The Papakeechie Protective Association was formerly embroiled in controversy with the Indiana Department of Natural Resources, which asserted that the association's dam and levees were badly outdated, unsafe, and not in conformity with federal and state law. The DNR had threatened to breach the dam if the association failed to fix and enhance its dam and levees as required. Engineering experts estimated that the cost for this project could exceed as much as $800,000. In 2012, the association successfully completed the rebuilding of its levee system to the satisfaction of the state of Indiana.

==Chief Papakeechie==
Papakeechie, or, more properly, Papakeecha, or, still more so, Pa-hed-ke-teh-a, was the name of the most influential Miami chief in the region around Lake Wawasee. His name is prosaically translated, "Flat Belly". At the time of the arrival of the white man, he was about sixty years old and was described as of a dark copper color, inclined to corpulency, and given to wearing a silver ring or a fish bone through the cartilage of his nose. He was a brother of Wau-wa-aus-see and, like most of the chiefs in this part of the country, claimed to have fought in the Battle of Tippecanoe.

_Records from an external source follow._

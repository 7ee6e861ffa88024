//! Terminal output: canvas frames to crossterm command streams.
//!
//! Frames are encoded into a byte buffer first and written in one go. After
//! the first frame only glyphs that differ from the previous frame are sent.

use std::io::{self, Write};

use anyhow::Result;
use crossterm::{
    cursor,
    style::{
        Attribute, Color, Print, ResetColor, SetAttribute, SetBackgroundColor, SetForegroundColor,
    },
    terminal, QueueableCommand,
};

use crate::canvas::{Canvas, Glyph, Style};
use crate::types::Rgb;

pub struct TerminalRenderer<W: Write = io::Stdout> {
    out: W,
    previous: Option<Canvas>,
    buf: Vec<u8>,
}

impl TerminalRenderer<io::Stdout> {
    pub fn stdout() -> Self {
        Self::new(io::stdout())
    }
}

impl<W: Write> TerminalRenderer<W> {
    pub fn new(out: W) -> Self {
        Self {
            out,
            previous: None,
            buf: Vec::with_capacity(32 * 1024),
        }
    }

    /// Raw mode, alternate screen, hidden cursor.
    pub fn enter(&mut self) -> Result<()> {
        terminal::enable_raw_mode()?;
        self.buf.clear();
        self.buf.queue(terminal::EnterAlternateScreen)?;
        self.buf.queue(cursor::Hide)?;
        self.buf.queue(terminal::DisableLineWrap)?;
        self.flush()
    }

    /// Undo [`enter`](Self::enter). Safe to call after a failed frame.
    pub fn leave(&mut self) -> Result<()> {
        self.buf.clear();
        self.buf.queue(ResetColor)?;
        self.buf.queue(SetAttribute(Attribute::Reset))?;
        self.buf.queue(terminal::EnableLineWrap)?;
        self.buf.queue(cursor::Show)?;
        self.buf.queue(terminal::LeaveAlternateScreen)?;
        self.flush()?;
        terminal::disable_raw_mode()?;
        Ok(())
    }

    /// Forget the previous frame so the next draw repaints everything.
    pub fn invalidate(&mut self) {
        self.previous = None;
    }

    pub fn draw(&mut self, canvas: &Canvas) -> Result<()> {
        self.buf.clear();
        match &self.previous {
            Some(prev) if prev.width() == canvas.width() && prev.height() == canvas.height() => {
                encode_diff(prev, canvas, &mut self.buf)?
            }
            _ => encode_full(canvas, &mut self.buf)?,
        }
        self.flush()?;
        match &mut self.previous {
            Some(prev) => prev.clone_from(canvas),
            None => self.previous = Some(canvas.clone()),
        }
        Ok(())
    }

    fn flush(&mut self) -> Result<()> {
        self.out.write_all(&self.buf)?;
        self.out.flush()?;
        Ok(())
    }

    #[cfg(test)]
    fn into_inner(self) -> W {
        self.out
    }
}

/// Clear the screen and paint every glyph.
pub fn encode_full(canvas: &Canvas, out: &mut Vec<u8>) -> Result<()> {
    out.queue(terminal::Clear(terminal::ClearType::All))?;
    let mut pen = Pen::default();
    for y in 0..canvas.height() {
        if let Some(row) = canvas.row(y) {
            out.queue(cursor::MoveTo(0, y))?;
            for glyph in row {
                pen.print(out, glyph)?;
            }
        }
    }
    pen.finish(out)
}

/// Paint only the runs of glyphs that changed between two same-sized frames.
pub fn encode_diff(prev: &Canvas, next: &Canvas, out: &mut Vec<u8>) -> Result<()> {
    let mut pen = Pen::default();
    for y in 0..next.height() {
        let (Some(old), Some(new)) = (prev.row(y), next.row(y)) else {
            continue;
        };
        for (start, end) in changed_spans(old, new) {
            out.queue(cursor::MoveTo(start as u16, y))?;
            for glyph in &new[start..end] {
                pen.print(out, glyph)?;
            }
        }
    }
    pen.finish(out)
}

/// Half-open index ranges where `a` and `b` differ.
fn changed_spans(a: &[Glyph], b: &[Glyph]) -> Vec<(usize, usize)> {
    let mut spans = Vec::new();
    let mut open: Option<usize> = None;
    for (i, (x, y)) in a.iter().zip(b).enumerate() {
        match (x != y, open) {
            (true, None) => open = Some(i),
            (false, Some(start)) => {
                spans.push((start, i));
                open = None;
            }
            _ => {}
        }
    }
    if let Some(start) = open {
        spans.push((start, b.len()));
    }
    spans
}

/// Tracks the active style so attributes are only sent when they change.
#[derive(Default)]
struct Pen {
    style: Option<Style>,
}

impl Pen {
    fn print(&mut self, out: &mut Vec<u8>, glyph: &Glyph) -> Result<()> {
        if self.style != Some(glyph.style) {
            let style = glyph.style;
            out.queue(SetAttribute(Attribute::Reset))?;
            out.queue(SetForegroundColor(color(style.fg)))?;
            out.queue(SetBackgroundColor(color(style.bg)))?;
            if style.bold {
                out.queue(SetAttribute(Attribute::Bold))?;
            }
            if style.dim {
                out.queue(SetAttribute(Attribute::Dim))?;
            }
            self.style = Some(style);
        }
        out.queue(Print(glyph.ch))?;
        Ok(())
    }

    fn finish(self, out: &mut Vec<u8>) -> Result<()> {
        out.queue(ResetColor)?;
        out.queue(SetAttribute(Attribute::Reset))?;
        Ok(())
    }
}

fn color(rgb: Rgb) -> Color {
    Color::Rgb {
        r: rgb.r,
        g: rgb.g,
        b: rgb.b,
    }
}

His reservation, ceded to him in 1828 and returned to the government in 1834, had an area of thirty-six square miles, being six miles square. Its western boundary, drawn north and south, almost bisected Lake Wawasee. The present sites of Our Lady of the Lake Seminary and the South Shore Inn lie just within the western edge of this old reservation. His Indian village in Noble County, and the brick house built for him by the government, to fulfill a treaty provision, was about a mile and one-half northwest of Indian Village. And occasional piece of brick from the house still may be found in a field there.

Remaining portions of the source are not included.